I remember seeing her up close through a veil of flowing happy tears. With her frail body next to mine, I could feel the pulse of her heart. I had time to study and fully appreciate this miracle given unto me. Her tiny fingers were so wrinkled, like someone very old yet so pink and fragile. I noticed up close her fingernails, her sweet elbows and knees. As the tears simmered and her weight nestled in my arms, only then did I have the first chance to view up close her beautiful, oh so beautiful face.
In that time we shared our hearts met and our lives melded together. There was a pounding inside my chest that sounded like a ricochet. That rhythm was the sound of our hearts in sync, beating together in harmony. There are times in all our lives, where the track of your future comes to a fork. I knew then, that the road on which I found myself traveling, would be one of wonder, love and endless surprises. I will forever hold dear that precious moment.
Let me take you back now, to approximately one month before. My wife and I were driving to East Jefferson General Hospital. No words were spoken on our journey, only clasped hands and the occasional glance held us together. We knew we were heading into the unknown and that we were powerless to control the outcome. Our best poker faces on, and our fears and anxiety checked at the entry door of the hospital, we understood our role at this most crucial time. This ordeal was not about us. Jessica and Lain required strong shoulders and constant positive input, both mentally and physically.

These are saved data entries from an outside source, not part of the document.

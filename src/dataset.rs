//! Dataset types for limpiar.
//!
//! Provides the in-memory columnar [`Dataset`] the pipeline operates on:
//! named, typed [`Column`]s of equal length, with [`Value::Null`] as the
//! distinguished missing marker. A cell's runtime variant may disagree with
//! its column's declared [`DataType`]; that disagreement is what the
//! type-inconsistency detector reports, so construction never coerces.

use indexmap::IndexMap;
use serde::{Deserialize, Serialize};

use crate::error::{Error, Result};

/// Declared type of a column.
#[derive(Debug, Clone, Copy, PartialEq, Eq, Hash, Serialize, Deserialize)]
pub enum DataType {
    /// Floating-point or integer measurements.
    Numeric,
    /// Free text or categorical labels.
    Text,
    /// Points in time, stored as Unix epoch seconds.
    DateTime,
    /// True/false flags.
    Boolean,
}

impl std::fmt::Display for DataType {
    fn fmt(&self, f: &mut std::fmt::Formatter<'_>) -> std::fmt::Result {
        match self {
            Self::Numeric => write!(f, "numeric"),
            Self::Text => write!(f, "text"),
            Self::DateTime => write!(f, "datetime"),
            Self::Boolean => write!(f, "boolean"),
        }
    }
}

/// A single cell value.
///
/// Missing data is always the explicit [`Value::Null`] marker, never an
/// absent element; every column holds exactly one `Value` per row.
#[derive(Debug, Clone, PartialEq, Serialize, Deserialize)]
pub enum Value {
    /// Missing value marker.
    Null,
    /// Numeric value.
    Number(f64),
    /// Text value.
    Text(String),
    /// Unix epoch seconds.
    Timestamp(i64),
    /// Boolean value.
    Bool(bool),
}

/// Datetime formats accepted when interpreting text cells as timestamps.
/// Fixed list; the same formats drive detection and coercion so the two
/// always agree.
const DATETIME_FORMATS: &[&str] = &["%Y-%m-%d %H:%M:%S", "%Y-%m-%dT%H:%M:%S"];
const DATE_FORMATS: &[&str] = &["%Y-%m-%d", "%d/%m/%Y"];

/// Parse a text cell as a timestamp (epoch seconds).
pub(crate) fn parse_datetime(text: &str) -> Option<i64> {
    let text = text.trim();
    if let Ok(dt) = chrono::DateTime::parse_from_rfc3339(text) {
        return Some(dt.timestamp());
    }
    for fmt in DATETIME_FORMATS {
        if let Ok(dt) = chrono::NaiveDateTime::parse_from_str(text, fmt) {
            return Some(dt.and_utc().timestamp());
        }
    }
    for fmt in DATE_FORMATS {
        if let Ok(d) = chrono::NaiveDate::parse_from_str(text, fmt) {
            if let Some(dt) = d.and_hms_opt(0, 0, 0) {
                return Some(dt.and_utc().timestamp());
            }
        }
    }
    None
}

impl Value {
    /// Returns true if this is the null marker.
    pub fn is_null(&self) -> bool {
        matches!(self, Self::Null)
    }

    /// Returns true if this cell counts as missing: null, or text that is
    /// empty after trimming whitespace.
    pub fn is_missing(&self) -> bool {
        match self {
            Self::Null => true,
            Self::Text(s) => s.trim().is_empty(),
            _ => false,
        }
    }

    /// Interpret the cell as a number, parsing text if necessary.
    pub fn as_number(&self) -> Option<f64> {
        match self {
            Self::Number(n) => Some(*n),
            Self::Text(s) => s.trim().parse::<f64>().ok(),
            _ => None,
        }
    }

    /// Interpret the cell as epoch seconds, parsing text if necessary.
    pub fn as_timestamp(&self) -> Option<i64> {
        match self {
            Self::Timestamp(t) => Some(*t),
            Self::Text(s) => parse_datetime(s),
            _ => None,
        }
    }

    /// Whether the cell satisfies the declared type without coercion loss.
    ///
    /// Missing cells vacuously conform; they belong to the missing-value
    /// detector, not the type detector.
    pub fn conforms_to(&self, data_type: DataType) -> bool {
        if self.is_missing() {
            return true;
        }
        match data_type {
            DataType::Numeric => self.as_number().is_some(),
            DataType::DateTime => self.as_timestamp().is_some(),
            DataType::Boolean => matches!(self, Self::Bool(_)),
            DataType::Text => true,
        }
    }

    /// Canonical string form, used for row identity and mode counting.
    pub fn canonical(&self) -> String {
        match self {
            Self::Null => "NULL".to_string(),
            Self::Number(n) => n.to_string(),
            Self::Text(s) => s.clone(),
            Self::Timestamp(t) => chrono::DateTime::from_timestamp(*t, 0)
                .map(|dt| dt.format("%Y-%m-%d %H:%M:%S").to_string())
                .unwrap_or_else(|| t.to_string()),
            Self::Bool(b) => b.to_string(),
        }
    }
}

impl std::fmt::Display for Value {
    fn fmt(&self, f: &mut std::fmt::Formatter<'_>) -> std::fmt::Result {
        write!(f, "{}", self.canonical())
    }
}

/// A named, typed column of cells.
///
/// Columns are owned exclusively by their [`Dataset`].
#[derive(Debug, Clone, PartialEq, Serialize, Deserialize)]
pub struct Column {
    name: String,
    data_type: DataType,
    values: Vec<Value>,
}

impl Column {
    /// Creates a new column.
    pub fn new(name: impl Into<String>, data_type: DataType, values: Vec<Value>) -> Self {
        Self {
            name: name.into(),
            data_type,
            values,
        }
    }

    /// Returns the column name.
    pub fn name(&self) -> &str {
        &self.name
    }

    /// Returns the declared type.
    pub fn data_type(&self) -> DataType {
        self.data_type
    }

    /// Returns the cells in row order.
    pub fn values(&self) -> &[Value] {
        &self.values
    }

    /// Returns mutable access to the cells.
    ///
    /// Pushing or removing values here can break the equal-length invariant;
    /// the scanner re-verifies it and refuses to run on a malformed dataset.
    pub fn values_mut(&mut self) -> &mut Vec<Value> {
        &mut self.values
    }

    /// Returns the number of cells.
    pub fn len(&self) -> usize {
        self.values.len()
    }

    /// Returns true if the column has no cells.
    pub fn is_empty(&self) -> bool {
        self.values.is_empty()
    }

    /// Returns the cell at `index`, if in bounds.
    pub fn get(&self, index: usize) -> Option<&Value> {
        self.values.get(index)
    }

    /// Count of missing cells.
    pub fn missing_count(&self) -> usize {
        self.values.iter().filter(|v| v.is_missing()).count()
    }
}

/// An in-memory table of named, typed columns with equal length.
///
/// Column order is insertion order and is significant: detectors emit issues
/// in this order and fixers process columns in it.
///
/// # Example
///
/// ```
/// use limpiar::{Column, DataType, Dataset, Value};
///
/// let age = Column::new(
///     "age",
///     DataType::Numeric,
///     vec![Value::Number(34.0), Value::Null, Value::Number(29.0)],
/// );
/// let dataset = Dataset::new("patients", vec![age]).unwrap();
/// assert_eq!(dataset.num_rows(), 3);
/// ```
#[derive(Debug, Clone, PartialEq, Serialize, Deserialize)]
pub struct Dataset {
    name: String,
    columns: IndexMap<String, Column>,
}

impl Dataset {
    /// Creates a dataset from columns, enforcing the structural invariants:
    /// at least one column, unique names, equal lengths.
    ///
    /// # Errors
    ///
    /// Returns [`Error::EmptySchema`], [`Error::DuplicateColumn`], or
    /// [`Error::LengthMismatch`] when an invariant is violated.
    pub fn new(name: impl Into<String>, columns: Vec<Column>) -> Result<Self> {
        if columns.is_empty() {
            return Err(Error::EmptySchema);
        }
        let expected = columns[0].len();
        let mut map = IndexMap::with_capacity(columns.len());
        for column in columns {
            if column.len() != expected {
                return Err(Error::LengthMismatch {
                    column: column.name.clone(),
                    expected,
                    actual: column.len(),
                });
            }
            let key = column.name.clone();
            if map.insert(key.clone(), column).is_some() {
                return Err(Error::DuplicateColumn { name: key });
            }
        }
        Ok(Self {
            name: name.into(),
            columns: map,
        })
    }

    /// Returns the dataset name.
    pub fn name(&self) -> &str {
        &self.name
    }

    /// Returns the number of rows.
    pub fn num_rows(&self) -> usize {
        self.columns.first().map_or(0, |(_, c)| c.len())
    }

    /// Returns the number of columns.
    pub fn num_columns(&self) -> usize {
        self.columns.len()
    }

    /// Returns the column names in order.
    pub fn column_names(&self) -> Vec<&str> {
        self.columns.keys().map(String::as_str).collect()
    }

    /// Returns a column by name.
    pub fn column(&self, name: &str) -> Option<&Column> {
        self.columns.get(name)
    }

    /// Returns mutable access to a column by name.
    ///
    /// Length-changing edits can break the equal-length invariant; the
    /// scanner re-verifies it before running.
    pub fn column_mut(&mut self, name: &str) -> Option<&mut Column> {
        self.columns.get_mut(name)
    }

    /// Iterates over the columns in order.
    pub fn columns(&self) -> impl Iterator<Item = &Column> {
        self.columns.values()
    }

    /// Position of a column in the dataset order.
    pub fn column_position(&self, name: &str) -> Option<usize> {
        self.columns.get_index_of(name)
    }

    /// Re-verifies the structural invariants.
    ///
    /// # Errors
    ///
    /// Returns the same errors as [`Dataset::new`] if a mutation broke an
    /// invariant since construction.
    pub fn check_integrity(&self) -> Result<()> {
        if self.columns.is_empty() {
            return Err(Error::EmptySchema);
        }
        let expected = self.num_rows();
        for column in self.columns.values() {
            if column.len() != expected {
                return Err(Error::LengthMismatch {
                    column: column.name.clone(),
                    expected,
                    actual: column.len(),
                });
            }
        }
        Ok(())
    }

    /// Keep only the rows where `keep[i]` is true, across every column.
    ///
    /// Preserves relative row order. Used by fixers that shrink the dataset.
    pub(crate) fn retain_rows(&mut self, keep: &[bool]) {
        for column in self.columns.values_mut() {
            let mut index = 0;
            column.values.retain(|_| {
                let kept = keep.get(index).copied().unwrap_or(true);
                index += 1;
                kept
            });
        }
    }
}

Watching my Jessica being wheeled away was a lesson in self-control. Nothing in my years could have taught me the lessons to deal with this situation. I humbled myself and reached for God’s hand and his mercy. I prayed not for Lea at that time, but for the strength to be there for both Jessica and Lain. I prayed for a light to mark the dark path before me. I prayed to be shown the way.
As we waited after Jessica was taken into the delivery room, the miracle that was bestowed upon me began. It was at that moment the heavy burden of fear was lifted. I know now God answered my prayers. The confidence flowed and my courage grew. My optimism was contagious. I believe everyone whom I encountered after that moment fed off of these feelings. My granddaughter Lea was born on January 4th at 29 weeks, weighing only one pound, fourteen ounces.
It is only in the present, as I attempt to put my experience of those days on paper, that I realize God could have had other plans for Lea. Plans that would have her in heaven far sooner than expected. The strength granted me was given in bounty. No matter what the outcome, I would always have the power and strength for my family.
Years have passed, and I am at peace and thankful. As these final key strokes are tapped, I wish that all Grandparents learn one important lesson. This is the time in your life when your son or daughter is once again childlike in needs. They are reaching for you for comfort. They now again need their Mommy and Daddy. Be thankful for the chance to be there. Pick them up as you once held them, and rain your love upon them. Trust me on this one.